What the lifting of the US ban would do is allow women to undertake ground close combat. Or as the British MoD describes it, "to close with and kill the enemy". It is here we enter trickier territory.

One of main reasons why the UK Government decided against lifting the ban in 2010, the last time the matter was reviewed, was that it could harm operational effectiveness. There was no way of knowing how well mixed teams would cope without putting them into battle, argued the Ministry of Defence (MoD), and the risk of doing that would be too great. "Other nations have very mixed experiences," concluded the review.

In other words, it was believed male soldiers would be too busy trying to save their female comrades to engage the enemy properly, and as a result more lives could be lost. Given, as the MoD rightly pointed out, women do not serve in combat roles currently, this could only ever be an assumption. Far from damaging cohesion and lowering morale, having women in a unit might have the opposite effects.

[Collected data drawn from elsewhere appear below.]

// This Source Code Form is subject to the terms of the Mozilla Public
// License, v. 2.0. If a copy of the MPL was not distributed with this
// file, You can obtain one at https://mozilla.org/MPL/2.0/.

//! The executive: wires the task table, scheduler, mailbox manager,
//! debugger, event bus, session table, and value/command registry into one
//! stepping engine (spec §3, §4, §5).

use std::collections::{HashMap, VecDeque};
use std::path::PathBuf;

use abi::mailbox::ModeMask;
use abi::{Pid, TaskState, ADDRESS_SPACE_SIZE};
use hsx_mailbox::{HandleId, MailboxManager};
use kern::{StepEvent, TaskContext};
use serde_json::json;

use crate::debugger::{Debugger, TraceRecord};
use crate::events::{BackpressureConfig, EventBus};
use crate::fs::FsHost;
use crate::registry::{CommandEntry, Registry, ValueEntry};
use crate::scheduler::Scheduler;
use crate::session::{SessionLimits, SessionTable};
use crate::task_table::{MailboxWait, Task, TaskTable};

#[derive(Clone, Debug)]
pub struct ExecutiveConfig {
    pub max_descriptors: usize,
    pub trace_default_capacity: usize,
    pub backpressure: BackpressureConfig,
    pub session_limits: SessionLimits,
    pub event_history_capacity: usize,
    pub fs_root: PathBuf,
    pub dmesg_capacity: usize,
    pub default_quantum: u32,
}

impl Default for ExecutiveConfig {
    fn default() -> Self {
        Self {
            max_descriptors: 256,
            trace_default_capacity: 256,
            backpressure: BackpressureConfig::default(),
            session_limits: SessionLimits::default(),
            event_history_capacity: 4096,
            fs_root: std::env::temp_dir().join("hsxd"),
            dmesg_capacity: 1024,
            default_quantum: 1000,
        }
    }
}

#[derive(Clone, Debug)]
pub enum LoadError {
    Image(hsx_image::ImageError),
    AppAlreadyRunning(String),
}

impl std::fmt::Display for LoadError {
    fn fmt(&self, f: &mut std::fmt::Formatter<'_>) -> std::fmt::Result {
        match self {
            LoadError::Image(e) => write!(f, "{e}"),
            LoadError::AppAlreadyRunning(name) => write!(f, "app_exists:{name}"),
        }
    }
}

/// What happened the last time [`Executive::run_one_step`] ran a task.
#[derive(Debug)]
pub enum StepOutcome {
    Continue,
    BreakpointHit,
    Paused,
    Blocked,
    Slept { until_ms: u64 },
    Exited { status: i32 },
    Killed,
    Faulted(abi::VmFault),
}

pub struct Executive {
    pub tasks: TaskTable,
    pub scheduler: Scheduler,
    pub mailboxes: MailboxManager,
    pub debugger: Debugger,
    pub events: EventBus,
    pub sessions: SessionTable,
    pub registry: Registry,
    pub fs: FsHost,
    pub(crate) pending_recv: HashMap<Pid, (u64, u32, u32)>,
    dmesg: VecDeque<String>,
    dmesg_capacity: usize,
    default_quantum: u32,
}
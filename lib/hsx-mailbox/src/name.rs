// This Source Code Form is subject to the terms of the Mozilla Public
// License, v. 2.0. If a copy of the MPL was not distributed with this
// file, You can obtain one at https://mozilla.org/MPL/2.0/.

//! Mailbox name grammar: `<prefix>:<name>[@<owner_pid>]` (spec §4.3).

use abi::mailbox::Namespace;
use abi::Pid;

#[derive(Copy, Clone, Debug, Eq, PartialEq)]
pub enum NameError {
    InvalidOwner,
}

/// A resolved mailbox target: namespace, bare name, and owning PID (`None`
/// for the process-global APP/SHARED namespaces).
#[derive(Clone, Debug, Eq, PartialEq)]
pub struct Target {
    pub namespace: Namespace,
    pub name: String,
    pub owner: Option<Pid>,
}

/// Resolves a mailbox name string against the caller's PID, per the
/// resolution rules in spec §4.3.
pub fn resolve(raw: &str, caller: Pid) -> Result<Target, NameError> {
    let (body, owner_override) = match raw.rsplit_once('@') {
        Some((b, pid_str)) => {
            let pid: Pid = pid_str.parse().map_err(|_| NameError::InvalidOwner)?;
            (b, Some(pid))
        }
        None => (raw, None),
    };

    let (prefix, rest) = match body.split_once(':') {
        Some((p, r)) => (Some(p), r),
        None => (None, body),
    };

    Ok(match prefix {
        Some("pid") => Target {
            namespace: Namespace::Pid,
            name: rest.to_string(),
            owner: Some(owner_override.unwrap_or(caller)),
        },
        Some("svc") => Target {
            namespace: Namespace::Svc,
            name: rest.to_string(),
            owner: Some(owner_override.unwrap_or(caller)),
        },
        Some("app") => Target {
            namespace: Namespace::App,
            name: rest.to_string(),
            owner: owner_override,
        },
        Some("shared") => Target {
            namespace: Namespace::Shared,
            name: rest.to_string(),
            owner: None,
        },
        _ => Target {
            // Bare names (no recognized prefix) default to SVC, caller-owned.
            namespace: Namespace::Svc,
            name: body.to_string(),
            owner: Some(owner_override.unwrap_or(caller)),
        },
    })
}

But still we come back to that phrase, "to close with and kill the enemy". One of the more harmful myths about modern warfare – and one bolstered by Prince Harry this week – is that it has become another branch of the computer games industry, that it takes place at one, essential, remove. Asked to describe what it was like being in charge of firing missiles, Captain Wales said: "It's a joy for me because I'm one of those people who loves playing PlayStation and Xbox so, with my thumbs, I like to think I'm probably quite useful." (Good old Harry: just when you think the palace PR machine is having things all its own way, up pops the prince.)

Would women be physically, and psychologically, capable of fighting and killing at close quarters? As with men, that would come down to training and individual ability. It is hardly the case that women are strangers to such situations. Witness the towering courage displayed by female secret agents during the Second World War. Women auxiliaries in the wars lived daily with the stuff of nightmares. Today, police officers, female and male, can find themselves facing a gun or a knife or a bomb. Are they to be separated into different sexes in the face of danger?

Yet doubts remain. As long as women are mothers, wives, sisters, daughters and aunts, they always will. But soldiers are fathers, husbands, brothers, sons, and uncles too. As long as joining the armed forces remains a matter of free will, people should be free to choose how and where they serve. The rider to that, of course, is "depending on ability". A woman who is physically incapable of serving in a combat role is just as much of a liability as a man in the same unfit position.

US forces are to be given until 2016 to argue for exemptions to the new rules. By then, there will be a new commander-in-chief in office. Stand by your beds, but she could be female too. Hillary Clinton is another of those departing her job soon, and though she denies wanting the post, perhaps only the White House pooch believes that one.

In combat, in politics, in anything, it should only ever be about the right person for the job.